Problem to solve
Below are some records. Return exactly the lines from the one containing "The forward action." through the one containing "has to intervene.", both included, and only those.

Stored data entries:
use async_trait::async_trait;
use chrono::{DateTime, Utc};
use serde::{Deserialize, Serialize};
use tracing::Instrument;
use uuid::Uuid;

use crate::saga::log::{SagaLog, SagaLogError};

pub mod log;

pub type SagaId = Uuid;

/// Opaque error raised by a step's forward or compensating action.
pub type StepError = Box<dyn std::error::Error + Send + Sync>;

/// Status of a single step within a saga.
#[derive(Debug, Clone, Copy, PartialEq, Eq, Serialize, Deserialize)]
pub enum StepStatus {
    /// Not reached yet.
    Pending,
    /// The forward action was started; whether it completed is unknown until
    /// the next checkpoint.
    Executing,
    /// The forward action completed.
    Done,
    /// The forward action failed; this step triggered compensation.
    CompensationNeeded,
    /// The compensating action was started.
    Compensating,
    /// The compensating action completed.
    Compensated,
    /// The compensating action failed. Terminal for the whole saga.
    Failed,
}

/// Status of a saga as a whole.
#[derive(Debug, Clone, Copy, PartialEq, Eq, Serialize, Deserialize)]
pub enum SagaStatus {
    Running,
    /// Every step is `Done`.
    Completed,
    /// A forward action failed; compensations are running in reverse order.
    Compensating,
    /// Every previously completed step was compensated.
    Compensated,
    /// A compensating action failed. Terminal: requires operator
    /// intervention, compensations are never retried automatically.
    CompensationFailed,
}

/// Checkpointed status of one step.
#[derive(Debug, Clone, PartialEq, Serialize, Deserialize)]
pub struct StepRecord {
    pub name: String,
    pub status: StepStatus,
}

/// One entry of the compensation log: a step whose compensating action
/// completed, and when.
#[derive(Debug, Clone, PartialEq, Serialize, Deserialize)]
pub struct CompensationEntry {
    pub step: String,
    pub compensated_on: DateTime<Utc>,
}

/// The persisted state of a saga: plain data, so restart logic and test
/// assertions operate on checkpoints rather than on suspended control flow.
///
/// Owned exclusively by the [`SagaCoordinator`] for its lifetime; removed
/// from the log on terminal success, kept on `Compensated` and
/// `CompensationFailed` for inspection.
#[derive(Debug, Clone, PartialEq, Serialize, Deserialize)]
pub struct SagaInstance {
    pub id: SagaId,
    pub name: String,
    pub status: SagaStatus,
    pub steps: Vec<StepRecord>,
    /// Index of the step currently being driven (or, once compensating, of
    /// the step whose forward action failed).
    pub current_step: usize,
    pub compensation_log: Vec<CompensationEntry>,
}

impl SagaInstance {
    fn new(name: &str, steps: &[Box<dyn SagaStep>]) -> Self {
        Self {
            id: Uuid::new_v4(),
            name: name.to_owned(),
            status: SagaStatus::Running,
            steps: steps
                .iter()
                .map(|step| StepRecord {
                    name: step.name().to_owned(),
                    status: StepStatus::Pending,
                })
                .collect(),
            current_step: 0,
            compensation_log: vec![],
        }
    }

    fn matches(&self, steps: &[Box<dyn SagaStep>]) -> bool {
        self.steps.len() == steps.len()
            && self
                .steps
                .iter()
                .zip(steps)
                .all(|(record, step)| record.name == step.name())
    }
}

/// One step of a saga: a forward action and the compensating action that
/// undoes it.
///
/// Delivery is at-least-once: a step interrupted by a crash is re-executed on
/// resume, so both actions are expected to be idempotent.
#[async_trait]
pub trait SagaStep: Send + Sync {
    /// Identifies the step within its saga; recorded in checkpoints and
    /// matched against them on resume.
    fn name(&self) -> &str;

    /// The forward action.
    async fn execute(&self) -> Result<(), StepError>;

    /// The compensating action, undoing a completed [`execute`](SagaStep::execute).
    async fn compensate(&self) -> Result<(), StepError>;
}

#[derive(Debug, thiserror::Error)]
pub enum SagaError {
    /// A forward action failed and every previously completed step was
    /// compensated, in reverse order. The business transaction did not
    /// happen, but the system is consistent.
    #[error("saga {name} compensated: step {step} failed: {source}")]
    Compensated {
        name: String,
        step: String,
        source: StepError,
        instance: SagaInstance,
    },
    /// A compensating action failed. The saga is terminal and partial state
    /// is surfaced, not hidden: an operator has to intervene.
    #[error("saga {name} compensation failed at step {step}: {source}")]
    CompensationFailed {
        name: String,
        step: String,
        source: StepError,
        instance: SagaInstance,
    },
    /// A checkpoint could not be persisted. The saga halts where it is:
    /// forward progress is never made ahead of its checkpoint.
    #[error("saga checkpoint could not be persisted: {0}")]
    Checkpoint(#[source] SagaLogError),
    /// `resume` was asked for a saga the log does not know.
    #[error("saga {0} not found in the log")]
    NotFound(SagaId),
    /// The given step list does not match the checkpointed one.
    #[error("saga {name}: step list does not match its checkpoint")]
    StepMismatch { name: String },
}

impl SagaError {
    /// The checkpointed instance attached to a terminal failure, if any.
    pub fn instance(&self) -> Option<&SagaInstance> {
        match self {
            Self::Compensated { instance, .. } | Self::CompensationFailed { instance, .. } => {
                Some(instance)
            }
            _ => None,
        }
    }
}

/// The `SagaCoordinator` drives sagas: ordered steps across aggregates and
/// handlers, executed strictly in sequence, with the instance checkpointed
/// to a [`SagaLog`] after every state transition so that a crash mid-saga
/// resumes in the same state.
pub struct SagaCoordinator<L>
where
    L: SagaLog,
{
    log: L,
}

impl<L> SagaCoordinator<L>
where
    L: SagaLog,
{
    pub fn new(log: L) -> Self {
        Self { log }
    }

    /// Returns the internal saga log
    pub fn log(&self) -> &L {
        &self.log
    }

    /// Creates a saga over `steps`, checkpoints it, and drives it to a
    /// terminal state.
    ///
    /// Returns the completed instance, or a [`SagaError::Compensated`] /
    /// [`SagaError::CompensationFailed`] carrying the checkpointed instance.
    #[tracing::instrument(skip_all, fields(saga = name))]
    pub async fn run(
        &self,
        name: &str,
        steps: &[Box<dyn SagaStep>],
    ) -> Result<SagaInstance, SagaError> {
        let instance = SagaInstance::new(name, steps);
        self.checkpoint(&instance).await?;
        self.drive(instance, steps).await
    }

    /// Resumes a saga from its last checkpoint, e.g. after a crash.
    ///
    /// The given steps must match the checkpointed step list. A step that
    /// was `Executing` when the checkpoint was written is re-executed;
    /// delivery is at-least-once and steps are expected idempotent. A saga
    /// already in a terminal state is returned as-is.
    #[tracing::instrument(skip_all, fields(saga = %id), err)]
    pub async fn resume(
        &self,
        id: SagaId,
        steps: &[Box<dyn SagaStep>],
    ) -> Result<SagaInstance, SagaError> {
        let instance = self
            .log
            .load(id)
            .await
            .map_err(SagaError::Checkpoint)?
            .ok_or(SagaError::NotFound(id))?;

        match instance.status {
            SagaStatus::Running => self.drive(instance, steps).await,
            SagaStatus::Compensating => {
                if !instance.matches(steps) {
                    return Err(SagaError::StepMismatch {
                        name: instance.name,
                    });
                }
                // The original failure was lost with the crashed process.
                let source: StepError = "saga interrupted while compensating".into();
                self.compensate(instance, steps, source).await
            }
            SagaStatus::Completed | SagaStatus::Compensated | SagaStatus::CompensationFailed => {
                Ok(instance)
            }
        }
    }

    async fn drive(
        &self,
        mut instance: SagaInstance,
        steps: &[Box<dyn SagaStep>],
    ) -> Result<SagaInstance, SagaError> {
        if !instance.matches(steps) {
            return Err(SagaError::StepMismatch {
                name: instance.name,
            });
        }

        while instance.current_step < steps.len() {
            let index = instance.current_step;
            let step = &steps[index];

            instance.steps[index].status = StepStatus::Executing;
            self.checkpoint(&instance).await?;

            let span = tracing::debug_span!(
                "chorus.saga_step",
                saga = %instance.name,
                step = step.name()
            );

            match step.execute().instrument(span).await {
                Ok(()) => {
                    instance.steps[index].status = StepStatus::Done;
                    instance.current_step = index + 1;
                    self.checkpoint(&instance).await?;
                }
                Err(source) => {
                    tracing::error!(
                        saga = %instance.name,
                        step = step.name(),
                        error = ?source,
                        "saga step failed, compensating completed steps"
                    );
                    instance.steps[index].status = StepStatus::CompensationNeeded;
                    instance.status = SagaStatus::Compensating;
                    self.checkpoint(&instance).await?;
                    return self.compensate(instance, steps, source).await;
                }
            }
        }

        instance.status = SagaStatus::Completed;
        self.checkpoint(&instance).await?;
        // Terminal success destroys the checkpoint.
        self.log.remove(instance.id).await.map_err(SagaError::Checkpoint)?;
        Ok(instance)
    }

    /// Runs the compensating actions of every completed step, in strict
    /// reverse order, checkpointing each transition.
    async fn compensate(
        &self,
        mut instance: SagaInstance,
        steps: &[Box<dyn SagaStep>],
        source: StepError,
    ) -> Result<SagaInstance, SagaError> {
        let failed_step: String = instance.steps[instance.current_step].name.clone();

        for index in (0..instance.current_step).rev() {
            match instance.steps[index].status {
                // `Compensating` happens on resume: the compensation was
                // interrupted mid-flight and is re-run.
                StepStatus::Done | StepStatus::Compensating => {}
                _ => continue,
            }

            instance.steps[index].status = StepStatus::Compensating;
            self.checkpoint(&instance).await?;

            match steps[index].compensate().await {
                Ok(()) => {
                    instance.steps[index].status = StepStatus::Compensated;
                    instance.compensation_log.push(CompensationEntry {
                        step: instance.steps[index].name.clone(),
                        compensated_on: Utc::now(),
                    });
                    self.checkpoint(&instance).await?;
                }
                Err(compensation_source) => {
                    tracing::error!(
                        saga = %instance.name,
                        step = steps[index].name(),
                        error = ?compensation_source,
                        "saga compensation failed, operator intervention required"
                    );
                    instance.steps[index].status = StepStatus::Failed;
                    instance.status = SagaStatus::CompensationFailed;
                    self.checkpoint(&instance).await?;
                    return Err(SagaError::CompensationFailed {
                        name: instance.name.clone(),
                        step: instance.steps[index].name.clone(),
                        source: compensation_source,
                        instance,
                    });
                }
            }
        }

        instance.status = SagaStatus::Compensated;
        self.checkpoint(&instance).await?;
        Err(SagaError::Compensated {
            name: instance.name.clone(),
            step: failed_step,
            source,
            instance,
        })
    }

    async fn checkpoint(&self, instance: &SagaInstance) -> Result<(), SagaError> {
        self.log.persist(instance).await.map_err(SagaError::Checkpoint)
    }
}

Answer to the exercise
    /// The forward action.
    async fn execute(&self) -> Result<(), StepError>;

    /// The compensating action, undoing a completed [`execute`](SagaStep::execute).
    async fn compensate(&self) -> Result<(), StepError>;
}

#[derive(Debug, thiserror::Error)]
pub enum SagaError {
    /// A forward action failed and every previously completed step was
    /// compensated, in reverse order. The business transaction did not
    /// happen, but the system is consistent.
    #[error("saga {name} compensated: step {step} failed: {source}")]
    Compensated {
        name: String,
        step: String,
        source: StepError,
        instance: SagaInstance,
    },
    /// A compensating action failed. The saga is terminal and partial state
    /// is surfaced, not hidden: an operator has to intervene.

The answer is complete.